# TRY IT:
Where a line of the data below has the string "names", copy that line.

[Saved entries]

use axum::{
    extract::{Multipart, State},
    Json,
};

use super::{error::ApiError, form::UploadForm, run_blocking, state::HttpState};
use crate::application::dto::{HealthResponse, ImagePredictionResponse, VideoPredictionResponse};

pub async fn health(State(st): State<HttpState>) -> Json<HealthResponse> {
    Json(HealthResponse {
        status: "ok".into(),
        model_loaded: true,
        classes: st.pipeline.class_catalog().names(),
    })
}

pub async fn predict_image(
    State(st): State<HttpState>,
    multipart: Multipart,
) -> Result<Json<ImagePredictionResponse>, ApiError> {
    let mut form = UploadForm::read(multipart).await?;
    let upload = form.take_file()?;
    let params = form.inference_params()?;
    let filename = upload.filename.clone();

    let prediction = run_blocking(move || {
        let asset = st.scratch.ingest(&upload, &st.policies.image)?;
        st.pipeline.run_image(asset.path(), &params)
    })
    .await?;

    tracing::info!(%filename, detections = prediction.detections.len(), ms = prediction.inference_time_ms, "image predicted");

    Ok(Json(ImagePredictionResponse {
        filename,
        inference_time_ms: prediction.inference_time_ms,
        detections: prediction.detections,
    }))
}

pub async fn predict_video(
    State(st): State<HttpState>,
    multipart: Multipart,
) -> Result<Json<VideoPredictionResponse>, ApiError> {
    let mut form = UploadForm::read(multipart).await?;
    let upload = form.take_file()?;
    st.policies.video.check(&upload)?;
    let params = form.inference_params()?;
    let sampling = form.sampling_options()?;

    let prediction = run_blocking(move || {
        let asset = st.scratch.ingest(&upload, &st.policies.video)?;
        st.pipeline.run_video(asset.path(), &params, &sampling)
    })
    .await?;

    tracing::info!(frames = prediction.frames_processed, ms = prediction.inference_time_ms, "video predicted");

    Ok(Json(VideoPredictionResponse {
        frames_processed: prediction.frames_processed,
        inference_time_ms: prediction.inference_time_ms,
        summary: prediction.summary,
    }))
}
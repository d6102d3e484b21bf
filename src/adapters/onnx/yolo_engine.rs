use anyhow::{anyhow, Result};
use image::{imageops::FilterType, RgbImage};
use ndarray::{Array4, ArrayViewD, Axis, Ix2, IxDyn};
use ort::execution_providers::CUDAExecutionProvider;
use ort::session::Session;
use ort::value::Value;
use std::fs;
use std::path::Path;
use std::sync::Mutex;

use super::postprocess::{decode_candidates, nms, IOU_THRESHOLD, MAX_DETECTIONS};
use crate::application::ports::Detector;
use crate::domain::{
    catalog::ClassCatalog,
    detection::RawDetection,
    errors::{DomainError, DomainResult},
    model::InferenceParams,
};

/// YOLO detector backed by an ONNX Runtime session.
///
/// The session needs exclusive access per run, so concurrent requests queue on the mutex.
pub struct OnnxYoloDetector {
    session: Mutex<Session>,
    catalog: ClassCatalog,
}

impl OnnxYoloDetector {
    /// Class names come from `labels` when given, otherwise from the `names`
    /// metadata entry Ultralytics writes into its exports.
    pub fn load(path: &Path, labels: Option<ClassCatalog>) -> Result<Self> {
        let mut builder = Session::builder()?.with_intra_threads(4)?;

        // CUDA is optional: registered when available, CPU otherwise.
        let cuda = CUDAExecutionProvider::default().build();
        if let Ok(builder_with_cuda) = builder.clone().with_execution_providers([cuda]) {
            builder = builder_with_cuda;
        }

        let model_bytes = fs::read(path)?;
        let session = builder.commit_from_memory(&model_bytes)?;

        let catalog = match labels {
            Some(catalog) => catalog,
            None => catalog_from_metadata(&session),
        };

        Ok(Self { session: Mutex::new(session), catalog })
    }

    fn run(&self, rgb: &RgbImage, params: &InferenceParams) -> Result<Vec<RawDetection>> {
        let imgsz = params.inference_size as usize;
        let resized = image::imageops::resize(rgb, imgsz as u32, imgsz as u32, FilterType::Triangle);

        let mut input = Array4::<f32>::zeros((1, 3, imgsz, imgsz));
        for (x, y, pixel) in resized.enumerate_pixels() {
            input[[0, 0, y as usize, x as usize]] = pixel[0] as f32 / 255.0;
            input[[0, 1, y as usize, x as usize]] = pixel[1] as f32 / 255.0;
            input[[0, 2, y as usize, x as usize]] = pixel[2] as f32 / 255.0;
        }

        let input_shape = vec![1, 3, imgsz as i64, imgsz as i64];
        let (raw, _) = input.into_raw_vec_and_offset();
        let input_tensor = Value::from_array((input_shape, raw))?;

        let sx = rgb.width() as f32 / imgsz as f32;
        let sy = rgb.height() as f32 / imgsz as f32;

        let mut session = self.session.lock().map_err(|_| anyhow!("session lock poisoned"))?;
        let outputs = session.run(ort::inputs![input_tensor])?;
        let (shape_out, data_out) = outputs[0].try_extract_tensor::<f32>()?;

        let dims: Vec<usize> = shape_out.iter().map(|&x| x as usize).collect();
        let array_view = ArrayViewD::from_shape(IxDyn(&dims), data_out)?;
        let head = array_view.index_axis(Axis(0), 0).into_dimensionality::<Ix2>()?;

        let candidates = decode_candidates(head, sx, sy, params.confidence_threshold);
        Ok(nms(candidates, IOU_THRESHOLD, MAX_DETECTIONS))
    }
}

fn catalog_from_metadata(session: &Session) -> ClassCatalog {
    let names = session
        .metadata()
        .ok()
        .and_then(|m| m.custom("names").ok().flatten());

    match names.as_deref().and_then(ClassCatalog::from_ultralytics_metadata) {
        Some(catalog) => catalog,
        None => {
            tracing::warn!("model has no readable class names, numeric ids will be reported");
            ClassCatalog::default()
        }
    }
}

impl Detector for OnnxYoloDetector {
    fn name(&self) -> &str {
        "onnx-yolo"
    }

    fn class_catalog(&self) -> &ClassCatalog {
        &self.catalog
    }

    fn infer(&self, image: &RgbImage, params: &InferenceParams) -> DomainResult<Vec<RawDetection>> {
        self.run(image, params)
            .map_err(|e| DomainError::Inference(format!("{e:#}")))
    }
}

# WRITTEN ANSWER:
        classes: st.pipeline.class_catalog().names(),
    /// Class names come from `labels` when given, otherwise from the `names`
    let names = session
        .and_then(|m| m.custom("names").ok().flatten());
    match names.as_deref().and_then(ClassCatalog::from_ultralytics_metadata) {
            tracing::warn!("model has no readable class names, numeric ids will be reported");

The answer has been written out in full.